- [PROBLEM DETAILS]: Each line below with the word "highlighted" needs to be copied.

++++ TASK DATA

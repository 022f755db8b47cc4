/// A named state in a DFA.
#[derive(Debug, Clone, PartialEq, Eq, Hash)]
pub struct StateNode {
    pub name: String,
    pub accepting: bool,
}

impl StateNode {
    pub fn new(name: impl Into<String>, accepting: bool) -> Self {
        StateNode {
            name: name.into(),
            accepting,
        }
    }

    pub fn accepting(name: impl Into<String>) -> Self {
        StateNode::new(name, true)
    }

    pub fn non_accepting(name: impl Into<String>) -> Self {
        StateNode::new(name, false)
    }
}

++++++++
++++ TASK DATA

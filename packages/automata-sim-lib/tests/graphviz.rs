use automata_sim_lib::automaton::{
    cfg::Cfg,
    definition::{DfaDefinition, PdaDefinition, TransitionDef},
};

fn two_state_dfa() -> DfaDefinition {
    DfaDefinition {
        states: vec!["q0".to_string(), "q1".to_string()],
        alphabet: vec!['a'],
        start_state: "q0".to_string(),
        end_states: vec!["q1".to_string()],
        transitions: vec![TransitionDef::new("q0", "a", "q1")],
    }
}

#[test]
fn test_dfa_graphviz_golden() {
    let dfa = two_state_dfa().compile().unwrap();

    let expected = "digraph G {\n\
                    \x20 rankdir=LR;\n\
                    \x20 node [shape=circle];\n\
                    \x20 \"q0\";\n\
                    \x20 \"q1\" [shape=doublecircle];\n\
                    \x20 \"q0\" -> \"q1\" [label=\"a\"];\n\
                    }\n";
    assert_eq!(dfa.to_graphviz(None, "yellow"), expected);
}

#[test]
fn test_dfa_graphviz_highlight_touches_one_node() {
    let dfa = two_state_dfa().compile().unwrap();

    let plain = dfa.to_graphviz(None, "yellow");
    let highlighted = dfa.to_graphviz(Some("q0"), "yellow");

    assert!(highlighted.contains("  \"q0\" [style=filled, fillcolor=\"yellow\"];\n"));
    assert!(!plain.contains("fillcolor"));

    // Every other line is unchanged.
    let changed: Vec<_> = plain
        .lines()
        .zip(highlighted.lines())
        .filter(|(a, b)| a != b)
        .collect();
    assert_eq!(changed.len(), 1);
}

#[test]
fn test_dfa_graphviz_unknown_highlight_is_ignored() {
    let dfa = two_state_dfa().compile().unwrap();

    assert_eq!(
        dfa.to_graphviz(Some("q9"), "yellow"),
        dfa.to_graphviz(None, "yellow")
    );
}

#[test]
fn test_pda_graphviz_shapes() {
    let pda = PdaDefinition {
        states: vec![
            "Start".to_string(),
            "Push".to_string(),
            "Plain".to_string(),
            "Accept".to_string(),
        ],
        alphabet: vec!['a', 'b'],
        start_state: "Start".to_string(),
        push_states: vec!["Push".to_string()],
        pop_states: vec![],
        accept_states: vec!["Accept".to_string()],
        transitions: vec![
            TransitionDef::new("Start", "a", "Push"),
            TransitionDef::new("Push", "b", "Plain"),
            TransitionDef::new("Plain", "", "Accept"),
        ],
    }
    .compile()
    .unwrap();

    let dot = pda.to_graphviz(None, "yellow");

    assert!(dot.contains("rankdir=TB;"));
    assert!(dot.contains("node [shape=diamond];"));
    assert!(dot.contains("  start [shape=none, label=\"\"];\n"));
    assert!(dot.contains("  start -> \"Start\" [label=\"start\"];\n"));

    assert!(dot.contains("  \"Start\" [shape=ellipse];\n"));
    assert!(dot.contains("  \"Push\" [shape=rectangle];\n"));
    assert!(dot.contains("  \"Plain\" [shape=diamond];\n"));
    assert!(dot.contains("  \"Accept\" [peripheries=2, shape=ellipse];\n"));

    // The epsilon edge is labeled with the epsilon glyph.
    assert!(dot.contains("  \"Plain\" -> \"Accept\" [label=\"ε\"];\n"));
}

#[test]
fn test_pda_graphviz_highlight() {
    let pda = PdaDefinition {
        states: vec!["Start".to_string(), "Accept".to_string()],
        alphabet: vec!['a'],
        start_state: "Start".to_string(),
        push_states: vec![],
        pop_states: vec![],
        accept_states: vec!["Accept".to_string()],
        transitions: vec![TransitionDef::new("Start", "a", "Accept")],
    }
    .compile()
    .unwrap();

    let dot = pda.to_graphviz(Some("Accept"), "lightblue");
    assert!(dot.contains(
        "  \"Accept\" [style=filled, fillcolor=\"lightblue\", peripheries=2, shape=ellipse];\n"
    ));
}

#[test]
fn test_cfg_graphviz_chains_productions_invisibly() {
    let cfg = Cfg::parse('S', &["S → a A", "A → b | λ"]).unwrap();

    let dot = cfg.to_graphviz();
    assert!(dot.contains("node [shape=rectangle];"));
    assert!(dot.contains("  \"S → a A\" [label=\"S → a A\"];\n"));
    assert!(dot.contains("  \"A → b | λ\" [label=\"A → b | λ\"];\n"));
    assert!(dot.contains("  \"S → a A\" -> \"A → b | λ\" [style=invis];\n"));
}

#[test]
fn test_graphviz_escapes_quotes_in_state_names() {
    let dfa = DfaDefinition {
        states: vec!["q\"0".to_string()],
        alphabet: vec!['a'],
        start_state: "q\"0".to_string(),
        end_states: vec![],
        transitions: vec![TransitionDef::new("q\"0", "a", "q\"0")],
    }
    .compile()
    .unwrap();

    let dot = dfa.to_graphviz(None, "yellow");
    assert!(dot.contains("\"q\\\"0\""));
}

++++++++

- [OUTPUT FOR THIS EXERCISE]:
    let highlighted = dfa.to_graphviz(Some("q0"), "yellow");
    assert!(highlighted.contains("  \"q0\" [style=filled, fillcolor=\"yellow\"];\n"));
        .zip(highlighted.lines())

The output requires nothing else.